Activity: Among the lines of the material below, count those with the string "removed". Give the number alone.
────
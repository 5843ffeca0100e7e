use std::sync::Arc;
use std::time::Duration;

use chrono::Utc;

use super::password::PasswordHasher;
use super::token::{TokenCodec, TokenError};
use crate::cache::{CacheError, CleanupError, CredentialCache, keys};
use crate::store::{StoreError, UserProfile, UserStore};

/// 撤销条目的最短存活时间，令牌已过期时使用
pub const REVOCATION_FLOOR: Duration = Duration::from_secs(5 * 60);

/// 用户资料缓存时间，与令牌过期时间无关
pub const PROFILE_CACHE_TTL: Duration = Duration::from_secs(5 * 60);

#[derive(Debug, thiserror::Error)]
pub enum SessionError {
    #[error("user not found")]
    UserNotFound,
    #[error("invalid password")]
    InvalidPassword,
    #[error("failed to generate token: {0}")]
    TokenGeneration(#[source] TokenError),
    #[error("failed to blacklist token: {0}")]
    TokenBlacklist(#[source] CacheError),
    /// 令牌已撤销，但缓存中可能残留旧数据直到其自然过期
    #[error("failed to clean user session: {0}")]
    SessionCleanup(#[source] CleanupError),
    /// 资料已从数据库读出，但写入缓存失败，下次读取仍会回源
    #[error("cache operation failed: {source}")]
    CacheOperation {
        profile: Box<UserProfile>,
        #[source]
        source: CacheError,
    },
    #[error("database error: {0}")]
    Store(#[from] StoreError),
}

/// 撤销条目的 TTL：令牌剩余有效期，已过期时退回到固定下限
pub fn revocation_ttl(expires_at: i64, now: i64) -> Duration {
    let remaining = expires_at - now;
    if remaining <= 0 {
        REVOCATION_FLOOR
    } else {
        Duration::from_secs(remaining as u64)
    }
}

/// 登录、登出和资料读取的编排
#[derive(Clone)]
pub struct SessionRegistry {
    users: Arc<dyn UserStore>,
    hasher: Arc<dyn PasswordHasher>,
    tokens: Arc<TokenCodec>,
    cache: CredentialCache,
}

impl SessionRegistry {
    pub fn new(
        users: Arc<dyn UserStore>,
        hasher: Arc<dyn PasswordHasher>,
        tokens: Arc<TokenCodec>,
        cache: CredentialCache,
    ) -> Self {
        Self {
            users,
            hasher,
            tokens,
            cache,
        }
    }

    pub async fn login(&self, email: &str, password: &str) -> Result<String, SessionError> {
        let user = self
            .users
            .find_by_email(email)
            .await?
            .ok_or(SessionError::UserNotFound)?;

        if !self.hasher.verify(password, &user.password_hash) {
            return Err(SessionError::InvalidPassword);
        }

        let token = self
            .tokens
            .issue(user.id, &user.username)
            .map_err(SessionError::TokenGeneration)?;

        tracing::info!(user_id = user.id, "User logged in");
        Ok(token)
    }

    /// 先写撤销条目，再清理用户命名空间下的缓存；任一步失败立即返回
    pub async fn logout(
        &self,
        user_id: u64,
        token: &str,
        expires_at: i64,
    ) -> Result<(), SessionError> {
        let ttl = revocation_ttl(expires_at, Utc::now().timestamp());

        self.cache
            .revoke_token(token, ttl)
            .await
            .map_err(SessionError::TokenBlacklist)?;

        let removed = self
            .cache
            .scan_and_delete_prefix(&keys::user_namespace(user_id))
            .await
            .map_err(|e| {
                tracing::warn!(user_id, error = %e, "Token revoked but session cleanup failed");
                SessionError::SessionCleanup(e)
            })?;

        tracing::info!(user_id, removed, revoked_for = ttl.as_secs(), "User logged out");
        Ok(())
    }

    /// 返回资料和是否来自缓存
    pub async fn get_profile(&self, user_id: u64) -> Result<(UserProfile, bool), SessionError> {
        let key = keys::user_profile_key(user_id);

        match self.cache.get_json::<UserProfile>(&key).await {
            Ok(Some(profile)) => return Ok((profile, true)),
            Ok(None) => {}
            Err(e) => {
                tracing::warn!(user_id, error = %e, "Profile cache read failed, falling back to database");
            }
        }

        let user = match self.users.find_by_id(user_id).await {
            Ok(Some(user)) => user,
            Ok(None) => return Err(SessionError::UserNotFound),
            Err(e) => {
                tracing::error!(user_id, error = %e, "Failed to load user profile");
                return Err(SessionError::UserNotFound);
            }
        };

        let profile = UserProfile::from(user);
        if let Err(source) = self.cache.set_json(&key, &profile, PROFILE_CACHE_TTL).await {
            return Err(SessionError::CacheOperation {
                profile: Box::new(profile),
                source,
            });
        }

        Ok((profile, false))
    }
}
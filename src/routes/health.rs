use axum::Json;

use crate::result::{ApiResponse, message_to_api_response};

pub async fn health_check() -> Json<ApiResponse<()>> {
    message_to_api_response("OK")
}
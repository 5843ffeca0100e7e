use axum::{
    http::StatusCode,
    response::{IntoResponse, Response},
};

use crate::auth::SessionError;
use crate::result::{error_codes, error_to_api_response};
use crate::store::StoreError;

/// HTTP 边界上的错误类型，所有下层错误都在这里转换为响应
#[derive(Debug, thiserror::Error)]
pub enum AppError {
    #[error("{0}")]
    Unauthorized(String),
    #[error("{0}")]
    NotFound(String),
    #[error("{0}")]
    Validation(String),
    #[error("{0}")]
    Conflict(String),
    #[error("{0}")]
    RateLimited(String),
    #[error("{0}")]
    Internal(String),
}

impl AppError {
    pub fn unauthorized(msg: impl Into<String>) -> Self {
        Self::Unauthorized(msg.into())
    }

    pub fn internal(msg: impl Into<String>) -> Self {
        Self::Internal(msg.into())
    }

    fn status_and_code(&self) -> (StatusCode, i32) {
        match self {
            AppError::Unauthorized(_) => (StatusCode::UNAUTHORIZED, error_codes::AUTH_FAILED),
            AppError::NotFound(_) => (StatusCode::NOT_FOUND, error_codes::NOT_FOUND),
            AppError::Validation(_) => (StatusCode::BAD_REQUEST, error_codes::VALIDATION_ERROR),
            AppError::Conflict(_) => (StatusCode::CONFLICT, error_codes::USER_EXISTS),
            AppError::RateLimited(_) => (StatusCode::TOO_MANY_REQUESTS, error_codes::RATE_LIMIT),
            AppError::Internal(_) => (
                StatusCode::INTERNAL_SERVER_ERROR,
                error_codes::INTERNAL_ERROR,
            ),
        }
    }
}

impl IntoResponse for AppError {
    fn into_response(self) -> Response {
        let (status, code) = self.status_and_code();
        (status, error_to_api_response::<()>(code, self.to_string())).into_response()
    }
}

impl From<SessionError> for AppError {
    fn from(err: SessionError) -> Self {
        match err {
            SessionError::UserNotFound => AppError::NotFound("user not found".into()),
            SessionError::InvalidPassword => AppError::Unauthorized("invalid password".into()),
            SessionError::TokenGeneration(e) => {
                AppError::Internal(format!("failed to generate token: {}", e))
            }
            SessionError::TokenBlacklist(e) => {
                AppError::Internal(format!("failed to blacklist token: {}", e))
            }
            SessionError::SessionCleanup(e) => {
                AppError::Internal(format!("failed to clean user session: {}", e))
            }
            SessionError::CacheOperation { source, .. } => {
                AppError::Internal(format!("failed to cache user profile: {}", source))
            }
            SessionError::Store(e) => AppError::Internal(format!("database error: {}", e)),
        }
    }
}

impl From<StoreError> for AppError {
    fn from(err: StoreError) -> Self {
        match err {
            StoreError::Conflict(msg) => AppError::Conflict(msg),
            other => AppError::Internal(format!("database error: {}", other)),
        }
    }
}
────
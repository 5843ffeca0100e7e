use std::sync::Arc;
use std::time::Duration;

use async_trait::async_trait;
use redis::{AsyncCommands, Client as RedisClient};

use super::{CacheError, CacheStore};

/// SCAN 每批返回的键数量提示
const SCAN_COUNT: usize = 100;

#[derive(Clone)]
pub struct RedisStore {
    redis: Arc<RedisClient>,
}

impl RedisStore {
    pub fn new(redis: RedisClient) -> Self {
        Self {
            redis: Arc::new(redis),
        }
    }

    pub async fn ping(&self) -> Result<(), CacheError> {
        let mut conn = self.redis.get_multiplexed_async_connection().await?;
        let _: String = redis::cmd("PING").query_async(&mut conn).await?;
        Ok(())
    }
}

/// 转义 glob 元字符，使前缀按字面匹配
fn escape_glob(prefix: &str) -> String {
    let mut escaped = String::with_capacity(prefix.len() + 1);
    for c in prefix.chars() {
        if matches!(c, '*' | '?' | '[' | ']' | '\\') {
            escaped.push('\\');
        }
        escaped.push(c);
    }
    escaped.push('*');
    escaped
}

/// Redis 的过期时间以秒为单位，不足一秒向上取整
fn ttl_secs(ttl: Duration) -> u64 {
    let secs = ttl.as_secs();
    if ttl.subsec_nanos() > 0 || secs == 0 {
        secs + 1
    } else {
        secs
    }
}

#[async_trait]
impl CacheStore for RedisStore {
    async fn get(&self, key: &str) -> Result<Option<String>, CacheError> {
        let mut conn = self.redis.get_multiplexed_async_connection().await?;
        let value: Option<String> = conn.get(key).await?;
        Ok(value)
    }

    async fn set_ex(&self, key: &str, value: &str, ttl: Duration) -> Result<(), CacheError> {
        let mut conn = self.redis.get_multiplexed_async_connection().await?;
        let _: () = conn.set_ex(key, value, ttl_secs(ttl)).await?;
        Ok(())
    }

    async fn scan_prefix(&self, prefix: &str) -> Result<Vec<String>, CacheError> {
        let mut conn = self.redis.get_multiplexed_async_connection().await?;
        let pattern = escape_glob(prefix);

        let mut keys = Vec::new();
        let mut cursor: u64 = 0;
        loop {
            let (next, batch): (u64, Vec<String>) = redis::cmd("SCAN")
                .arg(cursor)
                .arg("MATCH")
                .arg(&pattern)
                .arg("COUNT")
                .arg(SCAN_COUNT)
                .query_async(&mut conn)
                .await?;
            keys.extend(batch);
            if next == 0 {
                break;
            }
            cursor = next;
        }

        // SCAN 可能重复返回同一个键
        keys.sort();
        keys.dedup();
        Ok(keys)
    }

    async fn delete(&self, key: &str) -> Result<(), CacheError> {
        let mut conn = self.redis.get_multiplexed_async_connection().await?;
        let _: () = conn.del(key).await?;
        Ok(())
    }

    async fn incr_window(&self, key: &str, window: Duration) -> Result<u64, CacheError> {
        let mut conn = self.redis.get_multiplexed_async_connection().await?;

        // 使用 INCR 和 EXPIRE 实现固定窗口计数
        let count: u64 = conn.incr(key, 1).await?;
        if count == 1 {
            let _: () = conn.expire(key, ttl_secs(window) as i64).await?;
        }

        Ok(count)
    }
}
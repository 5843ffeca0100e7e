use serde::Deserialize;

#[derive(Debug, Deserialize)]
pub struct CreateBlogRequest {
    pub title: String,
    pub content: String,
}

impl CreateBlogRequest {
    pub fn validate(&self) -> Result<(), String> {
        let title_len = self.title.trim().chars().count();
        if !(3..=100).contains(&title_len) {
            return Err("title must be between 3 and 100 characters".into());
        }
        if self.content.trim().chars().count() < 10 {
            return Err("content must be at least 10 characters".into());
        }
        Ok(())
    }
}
────
Exercise solution: 2